The task
The entries below contain a line with "fn rolling_mean(values: &[f64], window: usize)" and a line with "let Some(&first) = prices.first()". Retype exactly everything from the first down to the second, both included, and nothing else.

Material for this task
+ + + + + + +

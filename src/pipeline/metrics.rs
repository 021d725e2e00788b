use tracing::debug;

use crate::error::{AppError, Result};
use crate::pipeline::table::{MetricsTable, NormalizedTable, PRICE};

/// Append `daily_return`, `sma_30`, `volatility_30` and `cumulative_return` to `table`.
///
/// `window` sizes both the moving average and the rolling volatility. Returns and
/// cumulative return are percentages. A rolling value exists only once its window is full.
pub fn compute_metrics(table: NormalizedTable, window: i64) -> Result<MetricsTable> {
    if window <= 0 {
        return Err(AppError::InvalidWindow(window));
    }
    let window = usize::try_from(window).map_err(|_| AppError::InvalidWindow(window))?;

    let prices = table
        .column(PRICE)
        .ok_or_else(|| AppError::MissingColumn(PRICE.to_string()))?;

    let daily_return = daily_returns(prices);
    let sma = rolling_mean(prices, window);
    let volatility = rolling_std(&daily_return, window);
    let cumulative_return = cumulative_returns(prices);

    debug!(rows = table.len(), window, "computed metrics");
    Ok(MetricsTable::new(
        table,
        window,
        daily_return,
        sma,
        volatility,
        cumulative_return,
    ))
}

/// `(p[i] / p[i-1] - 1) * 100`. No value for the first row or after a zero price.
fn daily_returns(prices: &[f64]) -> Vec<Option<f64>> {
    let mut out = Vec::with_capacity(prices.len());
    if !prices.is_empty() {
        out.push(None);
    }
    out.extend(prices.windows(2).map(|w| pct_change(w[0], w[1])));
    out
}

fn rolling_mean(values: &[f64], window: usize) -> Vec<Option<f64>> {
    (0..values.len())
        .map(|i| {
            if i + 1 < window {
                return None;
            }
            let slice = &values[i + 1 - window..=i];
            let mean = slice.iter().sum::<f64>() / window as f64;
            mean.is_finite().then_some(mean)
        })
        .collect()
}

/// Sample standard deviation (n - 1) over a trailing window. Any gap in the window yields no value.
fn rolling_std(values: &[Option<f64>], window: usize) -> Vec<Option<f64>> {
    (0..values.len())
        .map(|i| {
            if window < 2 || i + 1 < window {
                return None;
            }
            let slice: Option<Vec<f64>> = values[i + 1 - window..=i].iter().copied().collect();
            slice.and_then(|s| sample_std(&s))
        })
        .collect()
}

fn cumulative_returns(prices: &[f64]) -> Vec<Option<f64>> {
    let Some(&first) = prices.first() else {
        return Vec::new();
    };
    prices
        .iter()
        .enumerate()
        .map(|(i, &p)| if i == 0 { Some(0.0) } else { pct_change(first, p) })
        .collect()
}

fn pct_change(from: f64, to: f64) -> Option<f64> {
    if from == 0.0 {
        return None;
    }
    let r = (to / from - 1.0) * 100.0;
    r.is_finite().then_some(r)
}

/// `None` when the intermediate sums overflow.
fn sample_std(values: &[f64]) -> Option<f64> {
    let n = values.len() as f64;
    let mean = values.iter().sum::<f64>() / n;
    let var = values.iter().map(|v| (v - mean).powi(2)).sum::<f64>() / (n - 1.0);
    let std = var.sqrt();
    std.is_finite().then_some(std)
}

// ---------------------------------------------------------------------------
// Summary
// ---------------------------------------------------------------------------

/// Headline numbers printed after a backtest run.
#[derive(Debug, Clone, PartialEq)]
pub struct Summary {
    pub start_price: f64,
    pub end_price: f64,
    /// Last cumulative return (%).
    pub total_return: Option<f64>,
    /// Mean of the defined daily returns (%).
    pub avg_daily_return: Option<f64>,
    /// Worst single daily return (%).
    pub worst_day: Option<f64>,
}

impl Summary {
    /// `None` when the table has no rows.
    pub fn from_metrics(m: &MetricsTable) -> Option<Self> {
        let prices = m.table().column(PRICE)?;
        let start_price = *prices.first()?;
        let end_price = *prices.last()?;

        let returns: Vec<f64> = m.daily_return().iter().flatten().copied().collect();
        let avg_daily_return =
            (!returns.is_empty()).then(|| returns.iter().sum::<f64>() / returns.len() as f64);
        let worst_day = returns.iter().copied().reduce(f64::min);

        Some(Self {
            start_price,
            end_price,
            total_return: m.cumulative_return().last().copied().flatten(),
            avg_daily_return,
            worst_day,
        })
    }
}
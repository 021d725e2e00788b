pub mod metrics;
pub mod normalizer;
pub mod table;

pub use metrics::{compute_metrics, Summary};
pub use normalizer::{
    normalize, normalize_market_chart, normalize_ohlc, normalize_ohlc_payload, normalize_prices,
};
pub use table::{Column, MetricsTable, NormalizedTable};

+ + + + + + +

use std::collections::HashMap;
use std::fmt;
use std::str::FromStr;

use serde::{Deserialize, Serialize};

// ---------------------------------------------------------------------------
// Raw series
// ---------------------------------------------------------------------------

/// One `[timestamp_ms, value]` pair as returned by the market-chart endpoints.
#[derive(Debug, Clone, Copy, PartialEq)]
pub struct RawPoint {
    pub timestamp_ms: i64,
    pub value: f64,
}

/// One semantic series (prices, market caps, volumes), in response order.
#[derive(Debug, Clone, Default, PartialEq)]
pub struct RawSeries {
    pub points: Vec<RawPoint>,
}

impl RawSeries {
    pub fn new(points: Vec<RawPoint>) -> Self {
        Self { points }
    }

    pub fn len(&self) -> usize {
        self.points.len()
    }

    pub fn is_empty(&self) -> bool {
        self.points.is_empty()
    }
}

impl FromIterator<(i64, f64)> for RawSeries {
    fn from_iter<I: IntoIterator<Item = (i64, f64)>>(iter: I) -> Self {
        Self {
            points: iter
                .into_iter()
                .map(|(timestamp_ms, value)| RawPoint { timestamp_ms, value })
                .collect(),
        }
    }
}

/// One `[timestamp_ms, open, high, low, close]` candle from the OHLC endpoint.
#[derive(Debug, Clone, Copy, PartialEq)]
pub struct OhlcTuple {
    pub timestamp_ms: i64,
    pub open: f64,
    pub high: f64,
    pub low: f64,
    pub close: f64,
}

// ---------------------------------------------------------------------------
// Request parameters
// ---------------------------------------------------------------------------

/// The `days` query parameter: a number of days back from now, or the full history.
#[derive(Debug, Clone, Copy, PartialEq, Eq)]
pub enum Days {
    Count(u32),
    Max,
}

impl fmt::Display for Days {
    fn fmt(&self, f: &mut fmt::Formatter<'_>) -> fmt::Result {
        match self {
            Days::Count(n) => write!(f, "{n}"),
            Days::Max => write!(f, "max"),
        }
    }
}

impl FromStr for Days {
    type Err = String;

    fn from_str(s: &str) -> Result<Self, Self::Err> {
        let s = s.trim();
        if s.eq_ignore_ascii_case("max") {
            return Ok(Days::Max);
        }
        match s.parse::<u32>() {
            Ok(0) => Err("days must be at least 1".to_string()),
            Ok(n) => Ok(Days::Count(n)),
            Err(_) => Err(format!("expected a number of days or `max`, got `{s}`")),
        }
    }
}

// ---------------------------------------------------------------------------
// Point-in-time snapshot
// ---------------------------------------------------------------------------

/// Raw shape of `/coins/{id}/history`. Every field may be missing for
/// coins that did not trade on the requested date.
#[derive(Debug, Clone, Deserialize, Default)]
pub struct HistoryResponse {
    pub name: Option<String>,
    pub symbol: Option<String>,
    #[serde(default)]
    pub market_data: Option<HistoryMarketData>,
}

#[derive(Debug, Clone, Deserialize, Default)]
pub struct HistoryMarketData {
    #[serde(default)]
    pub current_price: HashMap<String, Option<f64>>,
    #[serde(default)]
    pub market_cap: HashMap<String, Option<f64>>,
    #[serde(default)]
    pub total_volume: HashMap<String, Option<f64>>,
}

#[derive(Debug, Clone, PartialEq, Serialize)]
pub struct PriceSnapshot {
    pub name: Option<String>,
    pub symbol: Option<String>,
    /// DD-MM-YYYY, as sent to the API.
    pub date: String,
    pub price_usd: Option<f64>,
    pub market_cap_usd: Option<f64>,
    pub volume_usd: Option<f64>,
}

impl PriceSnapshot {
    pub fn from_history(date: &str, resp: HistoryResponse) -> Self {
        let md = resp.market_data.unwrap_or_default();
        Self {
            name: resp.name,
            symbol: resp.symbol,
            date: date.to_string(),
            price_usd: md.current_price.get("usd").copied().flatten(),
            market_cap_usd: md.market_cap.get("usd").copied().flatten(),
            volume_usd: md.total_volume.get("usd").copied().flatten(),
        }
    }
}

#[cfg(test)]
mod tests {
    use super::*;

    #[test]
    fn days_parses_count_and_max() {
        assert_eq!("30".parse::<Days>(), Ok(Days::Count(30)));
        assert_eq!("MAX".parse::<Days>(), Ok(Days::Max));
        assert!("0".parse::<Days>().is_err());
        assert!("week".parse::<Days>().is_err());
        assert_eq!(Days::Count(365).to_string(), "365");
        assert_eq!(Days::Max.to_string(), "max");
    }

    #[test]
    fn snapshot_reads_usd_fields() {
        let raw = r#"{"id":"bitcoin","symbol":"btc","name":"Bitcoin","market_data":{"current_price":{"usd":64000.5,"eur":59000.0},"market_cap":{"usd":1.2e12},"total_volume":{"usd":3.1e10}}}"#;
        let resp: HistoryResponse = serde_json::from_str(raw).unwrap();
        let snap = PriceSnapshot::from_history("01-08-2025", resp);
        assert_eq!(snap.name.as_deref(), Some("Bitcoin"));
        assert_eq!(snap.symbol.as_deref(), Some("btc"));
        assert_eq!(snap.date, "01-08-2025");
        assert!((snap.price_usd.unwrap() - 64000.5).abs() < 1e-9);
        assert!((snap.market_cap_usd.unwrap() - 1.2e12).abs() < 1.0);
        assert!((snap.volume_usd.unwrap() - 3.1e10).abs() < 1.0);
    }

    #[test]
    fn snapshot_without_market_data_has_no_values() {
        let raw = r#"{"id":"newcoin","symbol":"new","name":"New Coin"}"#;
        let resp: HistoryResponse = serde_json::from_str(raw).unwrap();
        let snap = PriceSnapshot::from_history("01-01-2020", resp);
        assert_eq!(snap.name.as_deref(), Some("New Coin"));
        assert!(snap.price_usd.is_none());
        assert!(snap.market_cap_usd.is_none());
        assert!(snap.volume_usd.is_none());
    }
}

+ + + + + + +

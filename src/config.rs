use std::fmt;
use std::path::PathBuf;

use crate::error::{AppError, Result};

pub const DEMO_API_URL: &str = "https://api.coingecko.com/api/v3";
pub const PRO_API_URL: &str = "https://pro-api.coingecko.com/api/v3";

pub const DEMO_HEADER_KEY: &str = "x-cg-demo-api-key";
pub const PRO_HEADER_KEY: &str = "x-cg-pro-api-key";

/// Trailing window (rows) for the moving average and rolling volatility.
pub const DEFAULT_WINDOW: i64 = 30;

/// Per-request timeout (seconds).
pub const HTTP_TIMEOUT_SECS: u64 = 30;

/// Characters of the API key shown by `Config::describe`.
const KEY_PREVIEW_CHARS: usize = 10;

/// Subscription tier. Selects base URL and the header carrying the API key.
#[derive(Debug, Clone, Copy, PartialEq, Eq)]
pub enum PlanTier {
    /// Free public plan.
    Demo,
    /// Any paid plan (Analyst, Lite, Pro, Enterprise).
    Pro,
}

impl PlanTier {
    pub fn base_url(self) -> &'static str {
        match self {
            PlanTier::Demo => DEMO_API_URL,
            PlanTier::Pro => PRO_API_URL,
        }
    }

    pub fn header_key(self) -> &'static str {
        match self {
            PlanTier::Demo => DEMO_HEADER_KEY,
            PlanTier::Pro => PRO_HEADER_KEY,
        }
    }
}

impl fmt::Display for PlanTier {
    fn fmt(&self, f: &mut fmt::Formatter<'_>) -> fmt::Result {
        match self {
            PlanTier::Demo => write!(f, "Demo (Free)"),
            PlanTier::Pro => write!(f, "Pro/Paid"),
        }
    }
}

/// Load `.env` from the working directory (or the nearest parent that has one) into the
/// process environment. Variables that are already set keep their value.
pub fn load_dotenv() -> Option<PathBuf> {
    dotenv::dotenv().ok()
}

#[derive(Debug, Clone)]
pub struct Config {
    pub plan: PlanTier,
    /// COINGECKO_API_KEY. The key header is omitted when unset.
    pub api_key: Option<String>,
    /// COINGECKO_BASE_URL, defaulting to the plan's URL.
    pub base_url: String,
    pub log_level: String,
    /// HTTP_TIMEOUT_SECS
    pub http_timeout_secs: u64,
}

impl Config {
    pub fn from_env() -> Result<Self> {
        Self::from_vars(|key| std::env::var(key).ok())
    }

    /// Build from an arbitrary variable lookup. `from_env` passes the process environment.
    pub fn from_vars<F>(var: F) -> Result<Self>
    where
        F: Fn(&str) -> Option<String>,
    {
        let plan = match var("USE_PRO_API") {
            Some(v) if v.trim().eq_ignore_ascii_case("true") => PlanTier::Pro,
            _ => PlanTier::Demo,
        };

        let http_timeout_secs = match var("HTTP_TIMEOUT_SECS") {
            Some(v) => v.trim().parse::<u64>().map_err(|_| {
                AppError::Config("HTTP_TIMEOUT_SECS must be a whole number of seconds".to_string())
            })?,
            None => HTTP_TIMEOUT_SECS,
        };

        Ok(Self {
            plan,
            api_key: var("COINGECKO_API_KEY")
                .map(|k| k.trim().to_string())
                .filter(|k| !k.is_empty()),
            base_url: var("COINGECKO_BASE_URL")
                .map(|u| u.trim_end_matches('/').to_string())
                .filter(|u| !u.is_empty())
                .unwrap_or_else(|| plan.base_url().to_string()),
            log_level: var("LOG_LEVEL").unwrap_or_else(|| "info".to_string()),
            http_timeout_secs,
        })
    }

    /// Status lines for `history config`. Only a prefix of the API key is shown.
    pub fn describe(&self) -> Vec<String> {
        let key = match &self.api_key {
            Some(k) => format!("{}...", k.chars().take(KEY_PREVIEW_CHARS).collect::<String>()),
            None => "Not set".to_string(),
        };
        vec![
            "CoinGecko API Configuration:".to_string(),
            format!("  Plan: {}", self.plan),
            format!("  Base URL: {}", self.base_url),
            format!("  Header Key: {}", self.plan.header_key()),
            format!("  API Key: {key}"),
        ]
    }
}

+ + + + + + +

Exercise output
fn rolling_mean(values: &[f64], window: usize) -> Vec<Option<f64>> {
    (0..values.len())
        .map(|i| {
            if i + 1 < window {
                return None;
            }
            let slice = &values[i + 1 - window..=i];
            let mean = slice.iter().sum::<f64>() / window as f64;
            mean.is_finite().then_some(mean)
        })
        .collect()
}

/// Sample standard deviation (n - 1) over a trailing window. Any gap in the window yields no value.
fn rolling_std(values: &[Option<f64>], window: usize) -> Vec<Option<f64>> {
    (0..values.len())
        .map(|i| {
            if window < 2 || i + 1 < window {
                return None;
            }
            let slice: Option<Vec<f64>> = values[i + 1 - window..=i].iter().copied().collect();
            slice.and_then(|s| sample_std(&s))
        })
        .collect()
}

fn cumulative_returns(prices: &[f64]) -> Vec<Option<f64>> {
    let Some(&first) = prices.first() else {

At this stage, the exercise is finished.